Xeon PHI in terms of OpenCL Platform Model

javiroman · ‎02-08-2013

Hello!

I'm starting to study OpenCL behind Xeon PHI. I'm triying to split the Xeon PHI into the OpenCL platform model.

OpenCL splits the platform in Devices, Compute Units and Processing Elements (PEs).

For NVIDA GPU devices there are a lot of documentation about this topic. For example, taking into account a Tesla M2090 GPU:

1. OpenCL show MAX_COMPUTE_UNITS = 16

2. In terms of NVIDA a Steaming Processor (SM) is equivalent to OpenCL Compute Unit.

3. A Streaming Processor (SM) for Fermi achitecture has 32 Streaming Procesors (SPs), and this is equivalent to a OpenCL Processing Element (PE). CUDA SP = OpenCL PE.

4. The CUDA SP executes a CUDA Thread, and a CUDA Thread execute an OpenCL work-item (CUDA kernel).

So the Tesla M2090 in terms of OpenCL:

Compute Units = 16

Processing Elements = 16 SMs x 32 SPs = 512 (this number is equivalent in terms of NVIDA: 512 CUDA cores).

The question is, is available any documentation about this OpenCL plaform definitions for the Intel Xeon PHI?
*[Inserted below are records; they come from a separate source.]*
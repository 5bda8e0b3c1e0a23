//! WASM bindings for locjson-core.
//!
//! Exposes template extraction, leaf extraction and structure checking to the
//! browser editor via `wasm-bindgen`. Documents go in as the raw editor
//! buffers; structured results come back as JSON strings, so the page never
//! has to mirror Rust types.
//!
//! ## Build process
//!
//! ```sh
//! cargo build -p locjson-wasm --target wasm32-unknown-unknown --release
//! wasm-bindgen --target web --out-dir web/pkg/ \
//!   target/wasm32-unknown-unknown/release/locjson_wasm.wasm
//! ```

use locjson_core::{Mismatch, Side};
use serde::Serialize;
use wasm_bindgen::prelude::*;

// ---------------------------------------------------------------------------
// Serde-friendly DTOs for crossing the WASM boundary as JSON
// ---------------------------------------------------------------------------

/// Result of a structure check, as handed to JavaScript.
#[derive(Debug, Serialize)]
pub struct StructureReportDto {
    pub matches: bool,
    /// JSON Pointer of the first divergence, `null` when the shapes match.
    pub pointer: Option<String>,
    /// Human-readable description of the divergence.
    pub message: Option<String>,
    pub mismatch: Option<Mismatch>,
}

impl From<Option<Mismatch>> for StructureReportDto {
    fn from(mismatch: Option<Mismatch>) -> Self {
        Self {
            matches: mismatch.is_none(),
            pointer: mismatch.as_ref().map(Mismatch::pointer),
            message: mismatch.as_ref().map(ToString::to_string),
            mismatch,
        }
    }
}

fn parse_side(side: &str) -> Result<Side, String> {
    match side {
        "source" => Ok(Side::Source),
        "translation" => Ok(Side::Translation),
        other => Err(format!(
            "Unknown side '{}'. Expected \"source\" or \"translation\"",
            other
        )),
    }
}

/// Syntax error message for a buffer, or an empty string when it parses.
///
/// The editor shows this under the pane; an empty string clears the alert.
pub fn syntax_message(text: &str, side: &str) -> Result<String, String> {
    let side = parse_side(side)?;
    Ok(match locjson_core::parse_document(text, side) {
        Ok(_) => String::new(),
        Err(e) => e.to_string(),
    })
}

/// Structure check of two buffers, serialized as a [`StructureReportDto`].
pub fn structure_report(source: &str, translation: &str) -> Result<String, String> {
    let mismatch =
        locjson_core::check_structure_str(source, translation).map_err(|e| e.to_string())?;
    serde_json::to_string(&StructureReportDto::from(mismatch))
        .map_err(|e| format!("Serialization error: {}", e))
}

fn to_js(message: String) -> JsValue {
    JsValue::from_str(&message)
}

// ---------------------------------------------------------------------------
// WASM exports
// ---------------------------------------------------------------------------

/// Build the blank translation template of a source buffer.
///
/// Returns two-space indented JSON, or throws if the source is not valid JSON.
#[wasm_bindgen(js_name = "extractTemplate")]
pub fn extract_template(source: &str) -> Result<String, JsValue> {
    locjson_core::template_from_str(source).map_err(|e| to_js(e.to_string()))
}

/// Every leaf value of a source buffer, one per line, ready for the clipboard.
#[wasm_bindgen(js_name = "extractLeaves")]
pub fn extract_leaves(source: &str) -> Result<String, JsValue> {
    locjson_core::leaves_from_str(source).map_err(|e| to_js(e.to_string()))
}

/// Whether the two buffers have the same structure.
///
/// Throws if either buffer is not valid JSON.
#[wasm_bindgen(js_name = "sameStructure")]
pub fn same_structure(source: &str, translation: &str) -> Result<bool, JsValue> {
    locjson_core::check_structure_str(source, translation)
        .map(|mismatch| mismatch.is_none())
        .map_err(|e| to_js(e.to_string()))
}

/// Structure check with the location of the first divergence.
///
/// Returns a JSON string `{matches, pointer, message, mismatch}`.
#[wasm_bindgen(js_name = "checkStructure")]
pub fn check_structure(source: &str, translation: &str) -> Result<String, JsValue> {
    structure_report(source, translation).map_err(to_js)
}

/// Syntax error message for a buffer (`side` is `"source"` or
/// `"translation"`), or `""` when it is valid JSON.
#[wasm_bindgen(js_name = "validateJson")]
pub fn validate_json(text: &str, side: &str) -> Result<String, JsValue> {
    syntax_message(text, side).map_err(to_js)
}

/// Download file name for a translation language, e.g. `"en"` → `"en.json"`.
#[wasm_bindgen(js_name = "translationFileName")]
pub fn translation_file_name(language: &str) -> Result<String, JsValue> {
    locjson_core::translation_file_name(language).map_err(|e| to_js(e.to_string()))
}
The only numbers I have are for a 5110P are:

MAX_COMPUTE_UNITS = 236

And the commercial information of: 60 Intel Cores within the Xeon PHI.

Many thanks!

Loc_N_Intel · ‎02-08-2013

Hello,

The document "OpenCL* Optimization Guide" found in the Intel SDK for OpenCL Applications 2012 ( http://software.intel.com/en-us/vcsource/tools/opencl-sdk ) talked about how to retrieve the CL_DEVICE_MAX_COMPUTE_UNITS (using clGetDeviceInfo). In the case of the current Intel(R) Xeon Phi(TM) Coprocessor, this value is 240 because it has 60 cores, each core have 4 hardware threads.

Thank you.